I had my trepidations for this trip because we did have mostly new oars people and several of them were taking turns between oaring and kayaking. We rented 18 foot boats and even though we had some rather creative lines through the rapids, we only flipped one boat at Upset Rapid. Though they can be a bit of a chore to turn upright, they sure are stable.

We had very little conflict or even contact with other groups on this trip. The other privates were on much faster schedules, so we got all the camps we had planned on and only had a major crowd at the Little Colorado River. As has always been my experience, the commercial trips we did encounter were very cooperative and were also quite helpful with our second medical evacuation.

We made it through all the more risky hikes, such as Silver Grotto, Nataloid canyon and the Deer Creek Gorge without incident. I was relaxed realizing that most of our high exposure hikes were behind us. Two of us were enjoying the shade in the mouth of Havasu creek taking a break while the rest of our group spread out to explore the creek. I was awaken by a shout and saw that one of group had returned, but she was bleeding badly from her head and hand. She had apparently caught the front of her sandal and toook a bad fall off the rocky trail down to the boats. It took over 90 minutes standing high on the rocks in the hot afternoon sun before we finally got enough satellite reception to call in a helicopter. It was surprising since we had a lot of open sky. We obviously got quite lucky with our first evacuation. It turns out the women had suffered a concussion and required numerous stitches. Infection was our biggest concern with deep cuts and fortunately that was avoided.

The rest of our trip was relatively uneventful, with clean lines on all the remaining rapids and even a downstream wind on our last day that got us to Pierce Ferry and day early.

Other than the one woman's injuries we had no other close calls on the trip and except for the usual dry skin and minor scrapes. I have participated in two other evacuations and they both were caused by trips or slips with their sandals. Even though they may be comfortable, they may not be the best for hiking where there is any kind of exposure. These were all Teva type sandals. Not flip flops.

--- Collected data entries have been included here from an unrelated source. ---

//! Global events used for cross-system communication.
//!
//! The parry actor, hazards and projectiles never call into each other
//! directly. They exchange these events, which keeps each plugin usable on its
//! own and lets collaborators (enemy AI, boss logic, feedback sinks) subscribe
//! without the sender knowing about them.

use bevy::prelude::*;

/// Sent when an entity should lose health.
#[derive(Event, Debug, Clone, Copy)]
pub struct DamageEvent {
    /// Entity receiving damage
    pub target: Entity,
    /// Entity that caused the damage, if it still matters
    pub source: Option<Entity>,
    pub amount: i32,
}

/// Sent when an entity's health reaches zero.
#[derive(Event, Debug, Clone, Copy)]
pub struct DeathEvent {
    pub entity: Entity,
    pub killed_by: Option<Entity>,
}

/// A parry actor asks a hazard to react to a parry.
///
/// The hazard decides whether it can be parried; a rejected strike is a
/// silent no-op.
#[derive(Event, Debug, Clone, Copy)]
pub struct ParryStrike {
    pub source: Entity,
    pub target: Entity,
    /// Unit direction the hazard is pushed along
    pub direction: Vec2,
    pub force: f32,
}

/// A hazard accepted a parry and entered its stun window.
#[derive(Event, Debug, Clone, Copy)]
pub struct Parried {
    pub entity: Entity,
    pub source: Entity,
    pub knockback: Vec2,
    pub force: f32,
}

/// A hazard's stun window ran out (or was ended early).
#[derive(Event, Debug, Clone, Copy)]
pub struct ParryEffectEnded {
    pub entity: Entity,
}

/// Outcome of a completed parry dash, for UI and analytics collaborators.
#[derive(Event, Debug, Clone, Copy)]
pub struct ParryExecuted {
    pub actor: Entity,
    /// Locked target, `None` if it was destroyed while aiming
    pub target: Option<Entity>,
    pub origin: Vec2,
    pub destination: Vec2,
    pub direction: Vec2,
}

/// Abort an actor's parry without dashing.
#[derive(Event, Debug, Clone, Copy)]
pub struct CancelParry {
    pub actor: Entity,
}
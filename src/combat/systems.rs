//! Combat systems - invincibility, damage and death handling.

use bevy::prelude::*;
use std::collections::HashSet;

use super::components::*;
use super::melee::{execute_melee, read_attack_input};
use crate::boss::Boss;
use crate::core::{GameState, GameplaySet};
use crate::enemies::Enemy;
use crate::player::Player;

/// Configure combat systems.
pub fn setup_combat_systems(app: &mut App) {
    app.add_systems(
        Update,
        read_attack_input
            .in_set(GameplaySet::Input)
            .run_if(resource_exists::<ButtonInput<MouseButton>>)
            .run_if(resource_exists::<ButtonInput<KeyCode>>),
    )
    .add_systems(Update, execute_melee.in_set(GameplaySet::Actors))
    .add_systems(
        Update,
        (tick_invincibility, apply_damage, handle_deaths)
            .chain()
            .in_set(GameplaySet::Damage),
    );
}

/// Count down invincibility windows on gameplay time.
fn tick_invincibility(time: Res<Time>, mut query: Query<&mut Health>) {
    for mut health in query.iter_mut() {
        health.tick(time.delta_secs());
    }
}

/// Apply damage to entities.
fn apply_damage(
    mut commands: Commands,
    mut damage_events: EventReader<DamageEvent>,
    mut health_query: Query<(&mut Health, Option<&Dead>)>,
    mut death_events: EventWriter<DeathEvent>,
) {
    // Track entities that died this frame to avoid duplicate death events
    let mut died_this_frame = HashSet::new();

    for event in damage_events.read() {
        if died_this_frame.contains(&event.target) {
            continue;
        }

        let Ok((mut health, dead)) = health_query.get_mut(event.target) else {
            continue;
        };

        // Skip if already dead (from previous frames)
        if dead.is_some() {
            continue;
        }

        let taken = health.take_damage(event.amount);
        if taken == 0 {
            debug!("{:?} ignored {} damage", event.target, event.amount);
            continue;
        }

        info!(
            "{:?} took {} damage ({}/{})",
            event.target, taken, health.current, health.maximum
        );

        if health.is_dead() {
            died_this_frame.insert(event.target);
            commands.entity(event.target).insert(Dead);
            death_events.send(DeathEvent {
                entity: event.target,
                killed_by: event.source,
            });
        }
    }
}

/// Route deaths to whoever owns the dying entity's teardown.
fn handle_deaths(
    mut commands: Commands,
    mut death_events: EventReader<DeathEvent>,
    player_query: Query<(), With<Player>>,
    owned_query: Query<(), Or<(With<Enemy>, With<Boss>)>>,
    mut next_state: ResMut<NextState<GameState>>,
) {
    for event in death_events.read() {
        if player_query.get(event.entity).is_ok() {
            info!("Player died! Transitioning to Game Over...");
            next_state.set(GameState::GameOver);
        } else if owned_query.get(event.entity).is_ok() {
            // Enemy and boss plugins run their own death sequences
        } else if let Some(entity) = commands.get_entity(event.entity) {
            entity.despawn_recursive();
        }
    }
}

We rented all our gear and food from Brady at Moenkopi. I really appreciate his personal service and he checked up on our evacuees and gave us much appreciated text message updates. I was especially pleased to have our boats mostly rigged when we arrived at Lee's Ferry. Though we still finished up a few minor items and had to load all our own stuff, it was by far the easiest rigging day I have ever had there. Thanks Brady.

We had a great trip with a very cooperative group. With all the potential for conflict on trips like this, I have always been fortunate to hook up with the right people. I can't wait to go back again.